A Complex Translational Program Generates Multiple Novel Proteins from the Latently Expressed Kaposin (K12) Locus of Kaposi's Sarcoma-Associated Herpesvirus

Robert Sadler,1,2 Lijun Wu,3 Bagher Forghani,3 Rolf Renne,1,2 Weidong Zhong,1,2 Brian Herndier,4 and Don Ganem1,2,5,*

Howard Hughes Medical Institute1 and Departments of Microbiology,2 Medicine,5 and Pathology,4 University of California, San Francisco, California 94143, and Viral and Rickettsial Disease Laboratory, Division of Communicable Disease Control, California State Department of Health Services, Berkeley, California 947043

Received 16 February 1999/Accepted 15 April 1999

The most abundantly expressed latent transcripts encoded by the Kaposi's sarcoma (KS)-associated herpesvirus derive from the genomic region surrounding open reading frame (ORF) K12 (kaposin A). Here we show that these transcripts, initially described as limited to ORF K12 itself, more frequently encompass upstream sequences spanning two sets of 23-nucleotide GC-rich direct repeats (DRs) (DR1 and DR2). Although the DRs lack AUG codons and were previously presumed to be noncoding, a monoclonal antibody raised to infected cells detected multiple polypeptides encoded by this region. These proteins are expressed during latency and upon induction of lytic viral replication in both primary effusion lymphoma (PEL) cell lines and KS tumors. Biochemical and genetic analyses reveal that these proteins are derived from variant translational initiation at CUG codons. The predominant translation product in the PEL cell line BCBL-1 derives from the 5'-most CUG codon in the transcript, resulting in a protein (termed kaposin B) which is encoded largely by the repeats themselves and which does not include K12 sequences. Other non-AUG codons in alternate reading frames are also used at lower efficiency, including one that initiates translation of a DR-K12 fusion protein (kaposin C) that is predicted to sort to a different subcellular locale than kaposin B. Thus, the products of the K12 region, which is the most abundantly transcribed region in latency, are surprisingly complex and may encompass multiple biological functions.

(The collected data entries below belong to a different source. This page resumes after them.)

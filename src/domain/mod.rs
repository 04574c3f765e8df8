//! Domain layer containing business logic and domain types.
//!
//! # Module Organization
//!
//! - `foundation` - Shared domain primitives (value objects, IDs, errors)
//! - `venture` - Venture records, reactions, and catalog orderings
//! - `analytics` - Pure aggregates for the admin dashboard
//! - `admin` - Admin session state and its durable keys

pub mod admin;
pub mod analytics;
pub mod foundation;
pub mod venture;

* Corresponding author. Mailing address: Howard Hughes Medical Institute and Departments of Microbiology and Medicine, University of California, San Francisco, CA 94143. Phone: (415) 476-2826. Fax: (415) 476-8201. E-mail: ganem{at}socrates.ucsf.edu.


Journal of Virology, July 1999, p. 5722-5730, Vol. 73, No. 7
0022-538X/99/$04.00+0
Copyright © 1999, American Society for Microbiology. All rights reserved.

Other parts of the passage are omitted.